In [None]:
%load_ext autoreload
%autoreload 2

import numpy as np
import nn
import utils

# Linear Layer

In this exercise, you need to implement the `Linear` layer, which weights the $I$ input variables to produce $O$ output values using the weight matrix $w$ of size $I × O$.

## Case with 1 Input and 1 Output

In this case the math is similar to the well known 2D line equation $y = wx+b$. In this case $w$, $x$, $b$ and $y$ are all scalars, and we are just multiplying $x$ by $w$ and then adding $b$. 

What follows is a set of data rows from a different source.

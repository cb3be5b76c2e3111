use super::common::*;
use crate::profile::domain::{RequestStatus, VendorId};
use crate::profile::memory::InMemoryRecordStore;
use crate::profile::repository::{RecordStore, StoreError};

#[test]
fn store_refuses_a_second_pending_request_for_the_same_vendor() {
    let store = InMemoryRecordStore::default();
    let vendor = VendorId("sup-900001".to_string());

    store
        .insert_request(pending_request(&vendor, "pcr-900001", "Acme Renamed"))
        .expect("first pending request");

    // Racing submission that skipped the supersede step: the store itself
    // holds the one-pending-per-vendor line.
    let second = store.insert_request(pending_request(&vendor, "pcr-900002", "Acme Again"));
    assert!(matches!(second, Err(StoreError::Conflict)));

    let pending = store
        .pending_request_for(&vendor)
        .expect("lookup succeeds")
        .expect("survivor present");
    assert_eq!(pending.id.0, "pcr-900001");
}

#[test]
fn resolved_requests_do_not_block_a_new_pending_one() {
    let store = InMemoryRecordStore::default();
    let vendor = VendorId("sup-900002".to_string());

    let mut first = store
        .insert_request(pending_request(&vendor, "pcr-900003", "Acme Renamed"))
        .expect("first pending request");
    first.status = RequestStatus::Cancelled;
    store.update_request(first).expect("cancel succeeds");

    store
        .insert_request(pending_request(&vendor, "pcr-900004", "Acme Again"))
        .expect("new pending request after cancellation");
}

#[test]
fn pending_requests_for_different_vendors_coexist() {
    let store = InMemoryRecordStore::default();
    let one = VendorId("sup-900003".to_string());
    let other = VendorId("sup-900004".to_string());

    store
        .insert_request(pending_request(&one, "pcr-900005", "Acme Renamed"))
        .expect("first vendor's request");
    store
        .insert_request(pending_request(&other, "pcr-900006", "Borrowdale Tools"))
        .expect("second vendor's request");

    assert_eq!(store.pending_requests().expect("queue").len(), 2);
}
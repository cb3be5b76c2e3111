//! Profile change arbitration engine.
//!
//! Vendor profile edits are split by a static field-sensitivity
//! classification: low-risk contact fields apply immediately, identity- and
//! compliance-sensitive fields open an admin-reviewed change request, and
//! system-managed fields are rejected outright. Approved requests are applied
//! to the live record atomically, with the request rolled back to PENDING if
//! the write fails.

pub mod domain;
pub mod memory;
pub mod permissions;
pub mod repository;
pub mod router;
pub mod service;

#[cfg(test)]
mod tests;

pub use domain::{
    ChangeSet, FieldValue, FieldValueMismatch, NewVendor, PendingQueueEntry, ProfileChangeRequest,
    ProfileField, RequestId, RequestStatus, ReviewAction, ReviewerId, SubmissionOutcome,
    ValueKind, VendorId, VendorRecord, VendorStatus,
};
pub use memory::{InMemoryRecordStore, LogNotificationSender};
pub use permissions::{
    classify, separate, validate, CategorizedChanges, ChangeSetError, PermissionLevel,
    APPROVAL_REQUIRED_FIELDS, DIRECT_UPDATE_FIELDS, READ_ONLY_FIELDS,
};
pub use repository::{
    Notification, NotificationError, NotificationSender, NotificationTemplate, Recipient,
    RecordStore, StoreError,
};
pub use router::{profile_router, ReviewProfileChange, SubmitProfileChanges};
pub use service::{ProfileChangeError, ProfileChangeService};
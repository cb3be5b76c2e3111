mod common;
mod memory;
mod permissions;
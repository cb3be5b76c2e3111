//! Field-level permissions for vendor profile edits.
//!
//! Every recognized field carries exactly one sensitivity level; anything the
//! engine does not recognize is treated as read-only so classification fails
//! closed rather than open.

use serde::Serialize;
use serde_json::{Map, Value};

use super::domain::{ChangeSet, FieldValue, ProfileField, ValueKind};

/// Sensitivity level controlling how a field edit is routed.
#[derive(Debug, Clone, Copy, PartialEq, Eq, Serialize)]
#[serde(rename_all = "snake_case")]
pub enum PermissionLevel {
    Direct,
    ApprovalRequired,
    ReadOnly,
}

impl PermissionLevel {
    pub const fn label(self) -> &'static str {
        match self {
            PermissionLevel::Direct => "direct",
            PermissionLevel::ApprovalRequired => "approval_required",
            PermissionLevel::ReadOnly => "read_only",
        }
    }
}

/// Low-risk contact and address fields vendors may change with immediate
/// effect.
pub const DIRECT_UPDATE_FIELDS: [ProfileField; 9] = [
    ProfileField::ContactPersonName,
    ProfileField::ContactPersonTitle,
    ProfileField::Phone,
    ProfileField::Website,
    ProfileField::StreetAddress,
    ProfileField::City,
    ProfileField::StateProvince,
    ProfileField::PostalCode,
    ProfileField::Country,
];

/// Identity- and compliance-sensitive fields that must not change without
/// human review.
pub const APPROVAL_REQUIRED_FIELDS: [ProfileField; 6] = [
    ProfileField::CompanyName,
    ProfileField::Email,
    ProfileField::TaxId,
    ProfileField::RegistrationNumber,
    ProfileField::BusinessCategory,
    ProfileField::YearsInBusiness,
];

/// System-managed field names vendors can never touch. Kept as names rather
/// than enum variants: these are not part of the mutable field set.
pub const READ_ONLY_FIELDS: [&str; 11] = [
    "id",
    "status",
    "activity_status",
    "created_at",
    "updated_at",
    "submitted_at",
    "reviewed_at",
    "reviewed_by",
    "admin_notes",
    "rejection_reason",
    "info_request_message",
];

impl ProfileField {
    /// Sensitivity of a recognized mutable field.
    pub fn permission(self) -> PermissionLevel {
        if APPROVAL_REQUIRED_FIELDS.contains(&self) {
            PermissionLevel::ApprovalRequired
        } else {
            PermissionLevel::Direct
        }
    }
}

/// Classify a raw field name. Unrecognized names are read-only by default.
pub fn classify(field_name: &str) -> PermissionLevel {
    match ProfileField::parse(field_name) {
        Some(field) => field.permission(),
        None => PermissionLevel::ReadOnly,
    }
}

/// Three-way split of a submitted change-set.
#[derive(Debug, Clone, Default, PartialEq)]
pub struct CategorizedChanges {
    pub direct: ChangeSet,
    pub approval_required: ChangeSet,
    pub rejected: Vec<String>,
}

/// Validation errors raised before any write happens.
#[derive(Debug, Clone, PartialEq, thiserror::Error)]
pub enum ChangeSetError {
    #[error("cannot modify read-only fields: {}", .0.join(", "))]
    ReadOnlyFields(Vec<String>),
    #[error("no valid fields to update")]
    Empty,
    #[error("field {field} expects a {expected} value")]
    InvalidValue {
        field: ProfileField,
        expected: ValueKind,
    },
}

/// Partition a raw submission by field sensitivity. Every key lands in
/// exactly one bucket; values are coerced into their field's shape.
pub fn separate(requested: &Map<String, Value>) -> Result<CategorizedChanges, ChangeSetError> {
    let mut categorized = CategorizedChanges::default();

    for (name, raw) in requested {
        let Some(field) = ProfileField::parse(name) else {
            categorized.rejected.push(name.clone());
            continue;
        };

        let value =
            FieldValue::for_field(field, raw).ok_or_else(|| ChangeSetError::InvalidValue {
                field,
                expected: field.value_kind(),
            })?;

        match field.permission() {
            PermissionLevel::Direct => {
                categorized.direct.insert(field, value);
            }
            PermissionLevel::ApprovalRequired => {
                categorized.approval_required.insert(field, value);
            }
            PermissionLevel::ReadOnly => categorized.rejected.push(name.clone()),
        }
    }

    Ok(categorized)
}

/// Validate a submission in full before anything is applied. A single
/// read-only field rejects the whole change-set.
pub fn validate(requested: &Map<String, Value>) -> Result<CategorizedChanges, ChangeSetError> {
    let categorized = separate(requested)?;

    if !categorized.rejected.is_empty() {
        return Err(ChangeSetError::ReadOnlyFields(categorized.rejected));
    }

    if categorized.direct.is_empty() && categorized.approval_required.is_empty() {
        return Err(ChangeSetError::Empty);
    }

    Ok(categorized)
}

## Case with I Inputs and O Outputs

In the most general case, where $w$ is a matrix that linearly combines $I$ inputs to generate $O$ outputs, then $x \in R^{1×I}$ and $y \in R^{1×O}$. In this case, we define both $x$ and $y$ as _row vectors_.
$$
x = \left( x_1, x_2, \dots, x_I \right)\\
y = \left( y_1, y_2, \dots, y_O \right)
$$

This decision is arbitrary: we could define both as column vectors, we could define $x$ as a column vector and $y$ as a row vector, or vice versa. Given how frameworks typically work, defining them as row vectors is the most common, which implies that $w$ is a matrix of size $I×O$, and the output of the layer $y$ is defined as:

$$ y = x w$$

Note that:
* $x w$ is now a matrix multiplication
* The order between $x$ and $w$ matters because matrix multiplication is not associative
    * A $1×I$ array ($x$) multiplied by another $I×O$ array ($w$) results in a $1×O$ array ($y$)
    * The reverse definition, $y=wx$, would require that $x$ and $y$ be column vectors, or that $w$ has size $O×I$,


## Batches

Layers receive not a single example, but a batch of examples. 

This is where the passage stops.